As the results of the US presidential election came in, I didn’t sense a panic. I actually sensed a great opportunity for New Zealand.
I’ve been critical of the obsession many of our politicians have had with the US, when they were in an excellent position to carve our own, unique path as a country. Aotearoa, with its bicultural roots and multicultural awareness, has the advantage, in theory at least, of appreciating traditional notions of Māori and what had been imported via pākehā; and on an international scale, our country has sought trading partners outside the Anglosphere, having been pushed into it by factors outside our control. The loss of the UK as an export market and the damage to New Zealand–US relations in the 1980s might have seemed anathema at the time, but they pushed this country into new relationships, which now looks prudential.
New Zealanders are welcomed wherever we go, our passports aren’t looked down upon, and we still largely enjoy a freedom of movement and safe passage without much hindrance. And it’s a reality that the centre of the global economy has been shifting eastward over the last decade.
We don’t need something like TPPA in order to form trading relationships with China, and when I went to India on two occasions, there was a great acceptance of the potential of a trade deal with another cricketing country. In fact, my audiences, whenever I gave a speech, were rather miffed that we hadn’t gone to them first. But we only make good negotiators when we deal with our own cultural issues successfully, for how else can we claim to understand others and then do a deal? Deal-making, regardless of what certain American politicians might tell you, comes from understanding the other side, and at our best New Zealanders are good at this. It’s why we need to confront our own racism head-on and to say: this shit needs to stop. In fact, this shit needn’t even be an issue. We’re too small a country not to be working together, and we need knowledge of all the cultures that make up Aotearoa now more than ever.
We are frequently confronted with the need to look at our national character. Perhaps an early sign of it was in the 1970s with the Commonwealth Games in 1974; certainly I’ve noticed New Zealanders begin to find our own identity as a Pacific nation, not a post-colonial Anglosphere satellite. We’re beginning to discover our national brand. And wherever you were on the flag debate, at least that, too, forced us to consider who we are. The sense I got was that we want change, but we didn’t like the design—but certainly there’s no real fondness to be tied to Empah. Anti-Americanism over the years suggests that there’s no real desire, either, to keep importing economic ideas, corrupt governmental practices, and failed health care policies, even if certain political and economic élites seem drawn to them.

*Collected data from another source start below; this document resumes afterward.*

use criterion::{black_box, criterion_group, criterion_main, Criterion};
use std::sync::atomic::{AtomicU64, Ordering};
use std::sync::Mutex;
use std::thread;
use tinysync::{AtomicBitField64, DiagnosticRwLock, SpinLock, TaskList};

fn bench_bitfield(c: &mut Criterion) {
    let mut group = c.benchmark_group("bitfield");

    group.bench_function("std_fetch_or", |b| {
        let word = AtomicU64::new(0);
        b.iter(|| {
            word.fetch_or(black_box(0b1010), Ordering::AcqRel);
            word.fetch_and(black_box(!0b1010), Ordering::AcqRel)
        })
    });

    group.bench_function("cas_or_clear", |b| {
        let field = AtomicBitField64::new();
        b.iter(|| {
            field.or(black_box(0b1010));
            field.clear(black_box(0b1010))
        })
    });

    group.bench_function("cas_or_contended_4", |b| {
        let field = AtomicBitField64::new();
        b.iter(|| {
            thread::scope(|s| {
                for t in 0..4_u32 {
                    let field = &field;
                    s.spawn(move || {
                        for i in 0..1000_u32 {
                            field.xor(1 << ((t * 16 + i) % 64));
                        }
                    });
                }
            });
            black_box(field.get())
        })
    });

    group.finish();
}

fn bench_locks(c: &mut Criterion) {
    let mut group = c.benchmark_group("locks");

    group.bench_function("std_mutex_uncontended", |b| {
        let m = Mutex::new(());
        b.iter(|| drop(black_box(m.lock().unwrap())))
    });

    group.bench_function("spin_lock_uncontended", |b| {
        let lock = SpinLock::new();
        b.iter(|| {
            lock.lock();
            lock.unlock();
        })
    });

    group.bench_function("diagnostic_rwlock_uncontended", |b| {
        let lock = DiagnosticRwLock::new();
        b.iter(|| {
            lock.lock();
            lock.unlock();
        })
    });

    group.bench_function("diagnostic_rwlock_read", |b| {
        let lock = DiagnosticRwLock::new();
        b.iter(|| {
            lock.read_lock();
            lock.read_unlock();
        })
    });

    group.finish();
}

fn bench_task_list(c: &mut Criterion) {
    c.bench_function("task_list_run_100", |b| {
        b.iter(|| {
            let list = TaskList::new();
            for i in 0..100_u64 {
                list.add(move || {
                    black_box(i);
                });
            }
            list.run()
        })
    });
}

criterion_group!(benches, bench_bitfield, bench_locks, bench_task_list);
criterion_main!(benches);
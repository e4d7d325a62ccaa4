//! Single-bit views into a bit field.

use core::fmt;

use num_traits::Zero;

use super::bitfield::AtomicBitField;
use super::word::BitWord;

/// A handle bound to one bit of an [`AtomicBitField`].
///
/// The view owns nothing and adds no synchronization; every operation
/// delegates to the field.
///
/// ```
/// use tinysync::AtomicBitField64;
///
/// let flags = AtomicBitField64::new();
/// let ready = flags.bit(40);
/// ready.set(true);
/// assert_eq!(flags.get(), 1 << 40);
/// ready.set(false);
/// assert_eq!(flags.get(), 0);
/// ```
pub struct BitView<'a, W: BitWord> {
    field: &'a AtomicBitField<W>,
    index: u32,
}

impl<'a, W: BitWord> BitView<'a, W> {
    /// Binds a view to bit `index` of `field`.
    ///
    /// # Panics
    /// Panics if `index >= W::BITS`.
    #[inline]
    pub fn new(field: &'a AtomicBitField<W>, index: u32) -> Self {
        assert!(
            index < W::BITS,
            "bit index {index} out of range for a {}-bit field",
            W::BITS
        );
        Self { field, index }
    }

    /// Sets (`true`) or clears (`false`) the bit.
    #[inline]
    pub fn set(&self, value: bool) {
        if value {
            self.field.or(self.mask());
        } else {
            self.field.clear(self.mask());
        }
    }

    /// Returns whether the bit is currently set.
    #[inline]
    pub fn get(&self) -> bool {
        !(self.field.get() & self.mask()).is_zero()
    }

    /// The bit index this view is bound to.
    #[inline]
    pub fn index(&self) -> u32 {
        self.index
    }

    /// The single-bit mask `1 << index`.
    #[inline]
    pub fn mask(&self) -> W {
        W::one() << self.index as usize
    }
}

impl<W: BitWord> Clone for BitView<'_, W> {
    fn clone(&self) -> Self {
        *self
    }
}

impl<W: BitWord> Copy for BitView<'_, W> {}

impl<W: BitWord> fmt::Debug for BitView<'_, W> {
    fn fmt(&self, f: &mut fmt::Formatter<'_>) -> fmt::Result {
        f.debug_struct("BitView")
            .field("index", &self.index)
            .field("set", &self.get())
            .finish()
    }
}

#[cfg(all(test, not(loom)))]
mod tests {
    use crate::{AtomicBitField32, AtomicBitField64};

    #[test]
    fn set_then_unset_leaves_other_bits() {
        let f = AtomicBitField32::new();
        f.or(0b1010_0000);
        let v = f.bit(2);
        v.set(true);
        assert!(v.get());
        assert_eq!(f.get(), 0b1010_0100);
        v.set(false);
        assert!(!v.get());
        assert_eq!(f.get(), 0b1010_0000);
    }

    #[test]
    fn views_share_the_field() {
        let f = AtomicBitField64::new();
        let a = f.bit(0);
        let b = f.bit(63);
        a.set(true);
        b.set(true);
        assert_eq!(f.get(), 1 | (1 << 63));
        assert_eq!(b.index(), 63);
        assert_eq!(b.mask(), 1 << 63);
        f.swap();
        assert!(!a.get());
        assert!(!b.get());
    }

    #[test]
    #[should_panic(expected = "bit index 32 out of range")]
    fn bind_rejects_invalid_index() {
        let f = AtomicBitField32::new();
        let _ = f.bit(32);
    }
}
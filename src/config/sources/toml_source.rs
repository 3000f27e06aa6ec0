//! TOML job source backed by [`FileSource`].

use std::path::PathBuf;

use super::file_source::FileSource;
use crate::config::model::Config;

#[must_use]
pub fn new(path: PathBuf) -> FileSource {
    FileSource::new(path, "toml", |content| {
        toml::from_str::<Config>(content)
            .map_err(|e| Box::new(e) as Box<dyn std::error::Error + Send + Sync>)
    })
}
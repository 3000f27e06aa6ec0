//! Structured logging setup using the `tracing` ecosystem.
//!
//! Configures a `tracing-subscriber` with either JSON output (for CI
//! runs and log shipping) or pretty-printed output (for TTY / local
//! runs). Format is auto-detected from the terminal but can be forced
//! via `--json` or `--pretty`.

use tracing_subscriber::{fmt, layer::SubscriberExt, util::SubscriberInitExt};

use crate::cli::LogLevel;

#[derive(Debug, Clone, Copy, PartialEq, Eq)]
pub enum LogFormat {
    Json,
    Pretty,
}

#[must_use]
pub fn resolve_format(pretty: bool, json: bool) -> LogFormat {
    if json {
        LogFormat::Json
    } else if pretty || std::io::IsTerminal::is_terminal(&std::io::stdout()) {
        LogFormat::Pretty
    } else {
        LogFormat::Json
    }
}

pub fn init(level: &LogLevel, format: LogFormat) {
    let tracing_level = level.to_tracing_level();
    let filter = tracing_subscriber::filter::Targets::new().with_default(tracing_level);

    match format {
        LogFormat::Json => {
            tracing_subscriber::registry()
                .with(filter)
                .with(fmt::layer().json().with_target(false))
                .init();
        }
        LogFormat::Pretty => {
            tracing_subscriber::registry()
                .with(filter)
                .with(fmt::layer().compact().with_target(false))
                .init();
        }
    }
}

#[cfg(test)]
mod tests {
    use super::*;

    #[test]
    fn json_flag_wins() {
        assert_eq!(resolve_format(false, true), LogFormat::Json);
    }

    #[test]
    fn pretty_flag_forces_pretty() {
        assert_eq!(resolve_format(true, false), LogFormat::Pretty);
    }
}
//! Network seam for the failover fetcher.
//!
//! [`Transport`] sends one fully prepared request and returns the raw
//! status and body. [`HyperTransport`] is the production implementation:
//! a connection-pooled hyper client over rustls with webpki roots.
//! Per-attempt timeouts are enforced by the fetcher, not here.

use std::time::Duration;

use async_trait::async_trait;
use bytes::Bytes;
use http::HeaderMap;
use http_body_util::{BodyExt, Full};
use hyper_util::client::legacy::Client;
use hyper_util::rt::TokioExecutor;
use url::Url;

use super::{FetchError, Method};

/// A request bound to one concrete endpoint URL.
#[derive(Debug, Clone)]
pub struct PreparedRequest {
    pub method: Method,
    pub url: Url,
    pub headers: HeaderMap,
    pub body: Option<String>,
}

#[derive(Debug, Clone)]
pub struct RawResponse {
    pub status: u16,
    pub body: Bytes,
}

// async_trait keeps Transport object-safe for Arc<dyn Transport>.
#[async_trait]
pub trait Transport: Send + Sync {
    async fn send(&self, request: &PreparedRequest) -> Result<RawResponse, FetchError>;
}

pub type HttpsConnector =
    hyper_rustls::HttpsConnector<hyper_util::client::legacy::connect::HttpConnector>;
pub type HttpClient = Client<HttpsConnector, Full<Bytes>>;

#[derive(Clone)]
pub struct HyperTransport {
    client: HttpClient,
}

impl Default for HyperTransport {
    fn default() -> Self {
        Self::new()
    }
}

impl HyperTransport {
    #[must_use]
    pub fn new() -> Self {
        Self {
            client: build_http_client(),
        }
    }
}

#[must_use]
pub fn build_http_client() -> HttpClient {
    // Several rustls crypto providers may be compiled in; pin `ring`.
    let _ = rustls::crypto::ring::default_provider().install_default();

    let https = hyper_rustls::HttpsConnectorBuilder::new()
        .with_webpki_roots()
        .https_or_http()
        .enable_http1()
        .build();
    Client::builder(TokioExecutor::new())
        .pool_idle_timeout(Duration::from_secs(30))
        .build(https)
}

#[async_trait]
impl Transport for HyperTransport {
    async fn send(&self, request: &PreparedRequest) -> Result<RawResponse, FetchError> {
        let method = match request.method {
            Method::Get => hyper::Method::GET,
            Method::Post => hyper::Method::POST,
        };

        let mut builder = hyper::Request::builder()
            .method(method)
            .uri(request.url.as_str());
        for (key, value) in &request.headers {
            builder = builder.header(key, value);
        }

        let body = request
            .body
            .as_ref()
            .map_or_else(Bytes::new, |b| Bytes::from(b.clone()));
        let req = builder
            .body(Full::new(body))
            .map_err(|e| FetchError::InvalidRequest(e.to_string()))?;

        let response = self
            .client
            .request(req)
            .await
            .map_err(|e| FetchError::Transport(e.to_string()))?;

        let status = response.status().as_u16();
        let body = response
            .into_body()
            .collect()
            .await
            .map_err(|e| FetchError::Transport(format!("body read error: {e}")))?
            .to_bytes();

        Ok(RawResponse { status, body })
    }
}
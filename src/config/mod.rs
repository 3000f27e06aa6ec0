//! Job file loading and validation.
//!
//! Defines the [`ConfigSource`] trait for pluggable loaders and the
//! [`ConfigVersion`] digest logged at startup so a run can be tied to
//! the exact job file it used. Submodules provide the data model,
//! validation logic, and concrete file sources.

pub mod model;
pub mod sources;
pub mod validation;

use async_trait::async_trait;

use crate::error::HarvestError;
use model::Config;

#[derive(Debug, Clone, PartialEq, Eq)]
#[non_exhaustive]
pub enum ConfigVersion {
    Hash(String),
}

impl ConfigVersion {
    /// First eight hex characters, for log lines.
    #[must_use]
    pub fn short(&self) -> &str {
        match self {
            Self::Hash(h) => h.get(..8).unwrap_or(h),
        }
    }
}

// async_trait is required here because ConfigSource is used as Box<dyn ConfigSource>.
#[async_trait]
pub trait ConfigSource: Send + Sync {
    fn name(&self) -> &'static str;
    async fn load(&self) -> Result<(Config, ConfigVersion), HarvestError>;
}
//! Retry policy with exponential backoff and bounded jitter.

use std::time::Duration;

use rand::Rng;

/// Upper bound applied to any single computed delay.
pub const MAX_DELAY: Duration = Duration::from_secs(300);

#[derive(Debug, Clone, PartialEq)]
pub struct RetryPolicy {
    /// Attempts per endpoint before moving to the next one.
    pub max_retries: u32,
    /// Growth base: the deterministic delay after attempt `n` is
    /// `base_backoff` (in seconds) raised to the power `n`.
    pub base_backoff: Duration,
    /// Exclusive upper bound of the uniform random jitter.
    pub jitter_ceiling: Duration,
}

impl Default for RetryPolicy {
    fn default() -> Self {
        Self {
            max_retries: 3,
            base_backoff: Duration::from_millis(1500),
            jitter_ceiling: Duration::from_millis(400),
        }
    }
}

impl RetryPolicy {
    /// Deterministic part of the delay after `attempt` (1-based).
    #[must_use]
    pub fn base_delay(&self, attempt: u32) -> Duration {
        let exponent = i32::try_from(attempt).unwrap_or(i32::MAX);
        let secs = self.base_backoff.as_secs_f64().powi(exponent);
        Duration::try_from_secs_f64(secs)
            .unwrap_or(MAX_DELAY)
            .min(MAX_DELAY)
    }

    /// Full delay after `attempt`: `base_delay(attempt)` plus jitter
    /// drawn uniformly from `[0, jitter_ceiling)`.
    #[must_use]
    pub fn delay(&self, attempt: u32) -> Duration {
        self.base_delay(attempt) + self.jitter()
    }

    fn jitter(&self) -> Duration {
        let ceiling = self.jitter_ceiling.as_secs_f64();
        if ceiling <= 0.0 {
            return Duration::ZERO;
        }
        Duration::from_secs_f64(rand::rng().random_range(0.0..ceiling))
    }
}

#[cfg(test)]
mod tests {
    use super::*;

    #[test]
    fn base_delay_grows_with_attempts() {
        let policy = RetryPolicy::default();
        let delays: Vec<Duration> = (1..=6).map(|a| policy.base_delay(a)).collect();
        assert!(delays.windows(2).all(|w| w[0] <= w[1]));
        assert_eq!(policy.base_delay(1), Duration::from_millis(1500));
        assert_eq!(policy.base_delay(2), Duration::from_millis(2250));
    }

    #[test]
    fn jitter_stays_below_ceiling() {
        let policy = RetryPolicy {
            max_retries: 3,
            base_backoff: Duration::from_secs(2),
            jitter_ceiling: Duration::from_millis(300),
        };
        for _ in 0..200 {
            let delay = policy.delay(1);
            assert!(delay >= Duration::from_secs(2));
            assert!(delay < Duration::from_millis(2300));
        }
    }

    #[test]
    fn zero_jitter_is_deterministic() {
        let policy = RetryPolicy {
            max_retries: 1,
            base_backoff: Duration::from_secs(1),
            jitter_ceiling: Duration::ZERO,
        };
        assert_eq!(policy.delay(5), Duration::from_secs(1));
    }

    #[test]
    fn huge_attempt_is_capped() {
        let policy = RetryPolicy::default();
        assert_eq!(policy.base_delay(10_000), MAX_DELAY);
    }
}
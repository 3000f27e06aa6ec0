//! Detail-record projection, item identity, and merge.
//!
//! A [`DetailRecord`] is the allow-listed subset of a per-item detail
//! response. [`merge`] folds it into a base item's `properties` object
//! key by key and never touches any other top-level member.

use serde_json::{Map, Value};

pub type DetailRecord = Map<String, Value>;

#[derive(Debug, Clone, PartialEq, Eq)]
pub struct DetailSpec {
    /// Key inside `properties` holding the item's stable identity.
    pub id_field: String,
    /// Detail fields worth keeping; everything else is dropped.
    pub detail_keys: Vec<String>,
}

impl DetailSpec {
    /// Keep only allow-listed keys. Arrays of objects are reduced to
    /// the `name` of each element. The identity field is never carried
    /// over, so merging cannot rewrite an item's identity.
    #[must_use]
    pub fn project(&self, detail: &Value) -> DetailRecord {
        let mut record = DetailRecord::new();
        let Some(fields) = detail.as_object() else {
            return record;
        };
        for key in self.detail_keys.iter().filter(|k| **k != self.id_field) {
            if let Some(value) = fields.get(key) {
                record.insert(key.clone(), project_value(value));
            }
        }
        record
    }
}

fn project_value(value: &Value) -> Value {
    match value {
        Value::Array(elements) if elements.iter().any(Value::is_object) => Value::Array(
            elements
                .iter()
                .filter_map(|e| e.get("name").and_then(Value::as_str))
                .filter(|name| !name.is_empty())
                .map(|name| Value::String(name.to_string()))
                .collect(),
        ),
        other => other.clone(),
    }
}

/// Identity of `item`, read from `properties[id_field]`.
///
/// Strings and numbers qualify; empty strings, nulls, and anything else
/// mean the item cannot be looked up.
#[must_use]
pub fn item_identity(item: &Value, id_field: &str) -> Option<String> {
    match item.get("properties")?.get(id_field)? {
        Value::String(s) if !s.is_empty() => Some(s.clone()),
        Value::Number(n) => Some(n.to_string()),
        _ => None,
    }
}

/// Merge `record` into `item["properties"]`. Returns whether the item
/// could hold properties at all.
pub fn merge(item: &mut Value, record: &DetailRecord) -> bool {
    let Some(properties) = properties_mut(item, !record.is_empty()) else {
        return false;
    };
    for (key, value) in record {
        properties.insert(key.clone(), value.clone());
    }
    true
}

/// Write a single property, creating the `properties` object if needed.
pub fn set_property(item: &mut Value, key: &str, value: Value) -> bool {
    let Some(properties) = properties_mut(item, true) else {
        return false;
    };
    properties.insert(key.to_string(), value);
    true
}

fn properties_mut(item: &mut Value, create: bool) -> Option<&mut Map<String, Value>> {
    let object = item.as_object_mut()?;
    let missing = matches!(object.get("properties"), None | Some(Value::Null));
    if missing {
        if !create {
            return None;
        }
        object.insert("properties".to_string(), Value::Object(Map::new()));
    }
    object.get_mut("properties")?.as_object_mut()
}
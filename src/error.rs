//! Unified error types for infraharvest.
//!
//! Defines [`HarvestError`] (the main crate error enum) and
//! [`ValidationError`] for job file validation failures. Both use
//! `thiserror` for `Display` and `Error` derives. Per-attempt fetch
//! errors live in [`crate::fetch::FetchError`] and never escape the
//! fetcher except inside a terminal failure.

use std::path::PathBuf;

#[derive(Debug, Clone)]
pub struct ValidationError {
    pub job: String,
    pub field: String,
    pub message: String,
    pub suggestion: Option<String>,
}

impl std::fmt::Display for ValidationError {
    fn fmt(&self, f: &mut std::fmt::Formatter<'_>) -> std::fmt::Result {
        write!(f, "  job {}: {}: {}", self.job, self.field, self.message)?;
        if let Some(ref suggestion) = self.suggestion {
            write!(f, " ({suggestion})")?;
        }
        Ok(())
    }
}

impl std::error::Error for ValidationError {}

fn format_errors(errors: &[ValidationError]) -> String {
    use std::fmt::Write;
    let mut buf = String::new();
    for (i, e) in errors.iter().enumerate() {
        if i > 0 {
            buf.push('\n');
        }
        // write! to String is infallible
        let _ = write!(buf, "{e}");
    }
    buf
}

#[derive(Debug, thiserror::Error)]
#[non_exhaustive]
pub enum HarvestError {
    #[error("No job file found.\n\n  {hint}")]
    NoConfigSource { hint: String },

    #[error("Job file not found: {}", path.display())]
    ConfigFileNotFound { path: PathBuf },

    #[error("Job file parse error in {path}:\n  {source}")]
    ConfigParse {
        path: String,
        #[source]
        source: Box<dyn std::error::Error + Send + Sync>,
    },

    #[error("Job file validation failed:\n{}", format_errors(.errors))]
    ConfigValidation { errors: Vec<ValidationError> },

    #[error("Unsupported job file format: '{0}'")]
    UnsupportedFormat(String),

    #[error("Unknown job '{name}' (available: {available})")]
    UnknownJob { name: String, available: String },

    #[error("Environment variable {var} is not set (required by job '{job}')")]
    MissingCredential { job: String, var: String },

    #[error("Invalid URL '{url}': {source}")]
    UrlParse {
        url: String,
        #[source]
        source: url::ParseError,
    },

    #[error("Invalid header '{name}': {message}")]
    InvalidHeader { name: String, message: String },

    #[error("All endpoints failed for '{resource}' after {attempts} attempts: {reason}")]
    FetchExhausted {
        resource: String,
        attempts: u32,
        reason: String,
    },

    #[error("Unexpected payload for '{resource}': {message}")]
    UnexpectedPayload { resource: String, message: String },

    #[error("JSON encoding failed: {0}")]
    Json(#[from] serde_json::Error),

    #[error("File already exists: {}", path.display())]
    FileExists { path: PathBuf },

    #[error("{0}")]
    Io(#[from] std::io::Error),

    #[error("All {0} units of work failed")]
    RunFailed(usize),
}
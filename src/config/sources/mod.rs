//! Concrete [`ConfigSource`](super::ConfigSource) implementations.
//!
//! Provides file-based sources (YAML, JSON, TOML) gated by feature flags
//! and the [`parse_config_str`] helper for format-specific deserialization.

pub mod file_source;

#[cfg(feature = "yaml")]
pub mod yaml;

#[cfg(feature = "json")]
pub mod json;

#[cfg(feature = "toml")]
pub mod toml_source;

use std::path::Path;

use sha2::{Digest, Sha256};

use super::ConfigSource;
use crate::config::model::Config;
use crate::error::HarvestError;

/// Parse a job file string based on file extension.
pub fn parse_config_str(
    ext: &str,
    content: &str,
    path_display: &str,
) -> Result<Config, HarvestError> {
    match ext {
        #[cfg(feature = "yaml")]
        "yaml" | "yml" => serde_yml::from_str(content).map_err(|e| HarvestError::ConfigParse {
            path: path_display.to_string(),
            source: Box::new(e),
        }),

        #[cfg(feature = "json")]
        "json" => serde_json::from_str(content).map_err(|e| HarvestError::ConfigParse {
            path: path_display.to_string(),
            source: Box::new(e),
        }),

        #[cfg(feature = "toml")]
        "toml" => toml::from_str(content).map_err(|e| HarvestError::ConfigParse {
            path: path_display.to_string(),
            source: Box::new(e),
        }),

        other => Err(HarvestError::UnsupportedFormat(other.to_string())),
    }
}

/// Compute a lowercase hex-encoded SHA-256 digest.
#[must_use]
pub fn sha256_hex(data: &[u8]) -> String {
    format!("{:x}", Sha256::digest(data))
}

/// Pick the file source matching `path`'s extension.
pub fn for_path(path: &Path) -> Result<Box<dyn ConfigSource>, HarvestError> {
    let ext = path.extension().and_then(|e| e.to_str()).unwrap_or("");

    match ext {
        #[cfg(feature = "yaml")]
        "yaml" | "yml" => Ok(Box::new(yaml::new(path.to_path_buf()))),

        #[cfg(feature = "json")]
        "json" => Ok(Box::new(json::new(path.to_path_buf()))),

        #[cfg(feature = "toml")]
        "toml" => Ok(Box::new(toml_source::new(path.to_path_buf()))),

        other => Err(HarvestError::UnsupportedFormat(other.to_string())),
    }
}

We know where they will lead: greater divisions between rich and poor, educated and uneducated, urban and rural. Those tendencies exist but here is an ideal opportunity to nip them in the bud. History has taught us sensible solutions, more humane solutions, that at least recognize human actors, social responsibility, and kaitiaki. The younger generations have accepted these as they have grown up in a globalized world, and we can see that in their own consumer choices, where they favour responsible companies, those that have a cause. They believe in a form of global citizenship, and want to be treated as such—and those ideas are present in their politics, too. It is right for people like my friend Simon Anholt to run global polls on matters that influence us all, including the US elections, and realistically it will be our technology and the free sharing of ideas that will help with our progress as a planet. If we seek our own destiny, we at least will be able to show some leadership again—and then we’ll really have something to talk about.
When I was in Reefton last month, the first place in New Zealand to get electricity, I noted that it was up to a bunch of mavericks who brought this newfangled technology in. New Zealand suffragettes won their battle first to secure women the vote. And another person called Hillary succeeded where no other had done so before when ‘We knocked the bastard off.’ Kiwi leadership isn’t new to us, but in recent years I held a great fear that we had lost our mettle. That did indeed spur me to run for office, among other factors, to say to people: stop listening to foreign companies and foreign-owned media who don’t have New Zealand interests at heart. New Zealand has been filled with people who call themselves ordinary but it’s always been those—like Sir Ed—who have shown real leadership, not some political lobbying group in another hemisphere. But you can only be great without following, and it’s high time we stopped following divided nations and recognized that we already have the right stuff—and by that I mean our smarts, our innovation, and our independently minded way of thinking.